// Copyright (c) 2025 Fabstir
// SPDX-License-Identifier: BUSL-1.1
//! Text line recognition with CTC decoding

use anyhow::{Context, Result};
use ndarray::{ArrayD, ArrayView2, Axis, Ix2};
use std::fs;
use std::path::Path;
use tracing::info;

use super::preprocessing::preprocess_for_recognition;
use crate::vision::observations::TextCandidate;
use crate::vision::providers::session::OnnxSession;
use crate::vision::providers::ProviderError;
use image::DynamicImage;

/// CTC blank class index
pub const BLANK_INDEX: usize = 0;

/// Result of recognizing one text line
#[derive(Debug, Clone, PartialEq)]
pub struct RecognizedText {
    pub text: String,
    /// Mean probability of the emitted characters
    pub confidence: f32,
    /// Next-best reading, if one differs from `text`
    pub alternate: Option<TextCandidate>,
}

/// Character table for CTC output classes
///
/// Class 0 is the blank; classes 1..=n are the dictionary lines in order,
/// followed by a trailing space class.
#[derive(Debug, Clone)]
pub struct CharDictionary {
    classes: Vec<Option<char>>,
}

impl CharDictionary {
    pub fn load(path: &Path) -> Result<Self> {
        let contents = fs::read_to_string(path)
            .with_context(|| format!("Failed to read dictionary {}", path.display()))?;
        Ok(Self::parse(&contents))
    }

    pub fn parse(contents: &str) -> Self {
        let mut classes = vec![None];
        classes.extend(
            contents
                .lines()
                .filter_map(|line| line.trim_end_matches('\r').chars().next())
                .map(Some),
        );
        classes.push(Some(' '));
        Self { classes }
    }

    /// Number of output classes, blank included
    pub fn len(&self) -> usize {
        self.classes.len()
    }

    pub fn is_empty(&self) -> bool {
        self.classes.len() <= 1
    }

    fn char_at(&self, class: usize) -> Option<char> {
        self.classes.get(class).copied().flatten()
    }
}

/// Text recognition stage
#[derive(Debug, Clone)]
pub struct TextRecognitionModel {
    session: OnnxSession,
    dictionary: CharDictionary,
}

impl TextRecognitionModel {
    /// Load `rec_model.onnx` and its character dictionary
    pub fn load(model_path: &Path, dict_path: &Path) -> Result<Self> {
        let dictionary = CharDictionary::load(dict_path)?;
        info!(
            "Loading text recognition model from {} ({} classes)",
            model_path.display(),
            dictionary.len()
        );
        let session = OnnxSession::load(model_path, "x")?;
        Ok(Self {
            session,
            dictionary,
        })
    }

    pub fn dictionary_size(&self) -> usize {
        self.dictionary.len()
    }

    /// Recognize a cropped text line; `None` when nothing was read
    pub fn recognize(&self, crop: &DynamicImage) -> Result<Option<RecognizedText>, ProviderError> {
        let output = self.session.run(preprocess_for_recognition(crop))?;
        let probabilities = squeeze_batch(output)?;
        Ok(ctc_decode(probabilities.view(), &self.dictionary))
    }
}

fn squeeze_batch(output: ArrayD<f32>) -> Result<ndarray::Array2<f32>, ProviderError> {
    let output = match output.ndim() {
        3 => output.index_axis_move(Axis(0), 0),
        2 => output,
        _ => {
            return Err(ProviderError::DetectionFailed(format!(
                "unexpected recognition output shape {:?}",
                output.shape()
            )))
        }
    };
    output
        .into_dimensionality::<Ix2>()
        .map_err(|e| ProviderError::DetectionFailed(e.to_string()))
}

#[derive(Debug, Clone, Copy)]
struct Step {
    best: (usize, f32),
    second: (usize, f32),
}

/// Greedy CTC decoding of a `[timesteps, classes]` probability matrix
///
/// Repeated classes collapse and blanks are dropped. The alternate reading
/// swaps in the second-best class at the least confident timestep.
pub fn ctc_decode(
    probabilities: ArrayView2<f32>,
    dictionary: &CharDictionary,
) -> Option<RecognizedText> {
    let steps: Vec<Step> = probabilities
        .outer_iter()
        .map(|row| {
            let mut best = (BLANK_INDEX, f32::NEG_INFINITY);
            let mut second = (BLANK_INDEX, f32::NEG_INFINITY);
            for (class, &p) in row.iter().enumerate() {
                if p > best.1 {
                    second = best;
                    best = (class, p);
                } else if p > second.1 {
                    second = (class, p);
                }
            }
            Step { best, second }
        })
        .collect();

    let path: Vec<(usize, f32)> = steps.iter().map(|s| s.best).collect();
    let (text, confidence) = collapse(&path, dictionary)?;

    let alternate = steps
        .iter()
        .enumerate()
        .filter(|(_, s)| s.second.1.is_finite())
        .min_by(|(_, a), (_, b)| a.best.1.total_cmp(&b.best.1))
        .and_then(|(weakest, step)| {
            let mut swapped = path.clone();
            swapped[weakest] = step.second;
            collapse(&swapped, dictionary)
        })
        .filter(|(alt, _)| *alt != text)
        .map(|(text, confidence)| TextCandidate { text, confidence });

    Some(RecognizedText {
        text,
        confidence,
        alternate,
    })
}

fn collapse(path: &[(usize, f32)], dictionary: &CharDictionary) -> Option<(String, f32)> {
    let mut text = String::new();
    let mut total = 0.0f32;
    let mut emitted = 0usize;
    let mut previous = BLANK_INDEX;

    for &(class, p) in path {
        if class != BLANK_INDEX && class != previous {
            if let Some(ch) = dictionary.char_at(class) {
                text.push(ch);
                total += p;
                emitted += 1;
            }
        }
        previous = class;
    }

    if text.trim().is_empty() {
        return None;
    }
    Some((text, (total / emitted as f32).clamp(0.0, 1.0)))
}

+---+

An exact copy of every record above is needed. Write it out word for word.

// Copyright (c) 2025 Fabstir
// SPDX-License-Identifier: BUSL-1.1
//! Text line recognition with CTC decoding

use anyhow::{Context, Result};
use ndarray::{ArrayD, ArrayView2, Axis, Ix2};
use std::fs;
use std::path::Path;
use tracing::info;

use super::preprocessing::preprocess_for_recognition;
use crate::vision::observations::TextCandidate;
use crate::vision::providers::session::OnnxSession;
use crate::vision::providers::ProviderError;
use image::DynamicImage;

/// CTC blank class index
pub const BLANK_INDEX: usize = 0;

/// Result of recognizing one text line
#[derive(Debug, Clone, PartialEq)]
pub struct RecognizedText {
    pub text: String,
    /// Mean probability of the emitted characters
    pub confidence: f32,
    /// Next-best reading, if one differs from `text`
    pub alternate: Option<TextCandidate>,
}

/// Character table for CTC output classes
///
/// Class 0 is the blank; classes 1..=n are the dictionary lines in order,
/// followed by a trailing space class.
#[derive(Debug, Clone)]
pub struct CharDictionary {
    classes: Vec<Option<char>>,
}

impl CharDictionary {
    pub fn load(path: &Path) -> Result<Self> {
        let contents = fs::read_to_string(path)
            .with_context(|| format!("Failed to read dictionary {}", path.display()))?;
        Ok(Self::parse(&contents))
    }

    pub fn parse(contents: &str) -> Self {
        let mut classes = vec![None];
        classes.extend(
            contents
                .lines()
                .filter_map(|line| line.trim_end_matches('\r').chars().next())
                .map(Some),
        );
        classes.push(Some(' '));
        Self { classes }
    }

    /// Number of output classes, blank included
    pub fn len(&self) -> usize {
        self.classes.len()
    }

    pub fn is_empty(&self) -> bool {
        self.classes.len() <= 1
    }

    fn char_at(&self, class: usize) -> Option<char> {
        self.classes.get(class).copied().flatten()
    }
}

/// Text recognition stage
#[derive(Debug, Clone)]
pub struct TextRecognitionModel {
    session: OnnxSession,
    dictionary: CharDictionary,
}

impl TextRecognitionModel {
    /// Load `rec_model.onnx` and its character dictionary
    pub fn load(model_path: &Path, dict_path: &Path) -> Result<Self> {
        let dictionary = CharDictionary::load(dict_path)?;
        info!(
            "Loading text recognition model from {} ({} classes)",
            model_path.display(),
            dictionary.len()
        );
        let session = OnnxSession::load(model_path, "x")?;
        Ok(Self {
            session,
            dictionary,
        })
    }

    pub fn dictionary_size(&self) -> usize {
        self.dictionary.len()
    }

    /// Recognize a cropped text line; `None` when nothing was read
    pub fn recognize(&self, crop: &DynamicImage) -> Result<Option<RecognizedText>, ProviderError> {
        let output = self.session.run(preprocess_for_recognition(crop))?;
        let probabilities = squeeze_batch(output)?;
        Ok(ctc_decode(probabilities.view(), &self.dictionary))
    }
}

fn squeeze_batch(output: ArrayD<f32>) -> Result<ndarray::Array2<f32>, ProviderError> {
    let output = match output.ndim() {
        3 => output.index_axis_move(Axis(0), 0),
        2 => output,
        _ => {
            return Err(ProviderError::DetectionFailed(format!(
                "unexpected recognition output shape {:?}",
                output.shape()
            )))
        }
    };
    output
        .into_dimensionality::<Ix2>()
        .map_err(|e| ProviderError::DetectionFailed(e.to_string()))
}

#[derive(Debug, Clone, Copy)]
struct Step {
    best: (usize, f32),
    second: (usize, f32),
}

/// Greedy CTC decoding of a `[timesteps, classes]` probability matrix
///
/// Repeated classes collapse and blanks are dropped. The alternate reading
/// swaps in the second-best class at the least confident timestep.
pub fn ctc_decode(
    probabilities: ArrayView2<f32>,
    dictionary: &CharDictionary,
) -> Option<RecognizedText> {
    let steps: Vec<Step> = probabilities
        .outer_iter()
        .map(|row| {
            let mut best = (BLANK_INDEX, f32::NEG_INFINITY);
            let mut second = (BLANK_INDEX, f32::NEG_INFINITY);
            for (class, &p) in row.iter().enumerate() {
                if p > best.1 {
                    second = best;
                    best = (class, p);
                } else if p > second.1 {
                    second = (class, p);
                }
            }
            Step { best, second }
        })
        .collect();

    let path: Vec<(usize, f32)> = steps.iter().map(|s| s.best).collect();
    let (text, confidence) = collapse(&path, dictionary)?;

    let alternate = steps
        .iter()
        .enumerate()
        .filter(|(_, s)| s.second.1.is_finite())
        .min_by(|(_, a), (_, b)| a.best.1.total_cmp(&b.best.1))
        .and_then(|(weakest, step)| {
            let mut swapped = path.clone();
            swapped[weakest] = step.second;
            collapse(&swapped, dictionary)
        })
        .filter(|(alt, _)| *alt != text)
        .map(|(text, confidence)| TextCandidate { text, confidence });

    Some(RecognizedText {
        text,
        confidence,
        alternate,
    })
}

fn collapse(path: &[(usize, f32)], dictionary: &CharDictionary) -> Option<(String, f32)> {
    let mut text = String::new();
    let mut total = 0.0f32;
    let mut emitted = 0usize;
    let mut previous = BLANK_INDEX;

    for &(class, p) in path {
        if class != BLANK_INDEX && class != previous {
            if let Some(ch) = dictionary.char_at(class) {
                text.push(ch);
                total += p;
                emitted += 1;
            }
        }
        previous = class;
    }

    if text.trim().is_empty() {
        return None;
    }
    Some((text, (total / emitted as f32).clamp(0.0, 1.0)))
}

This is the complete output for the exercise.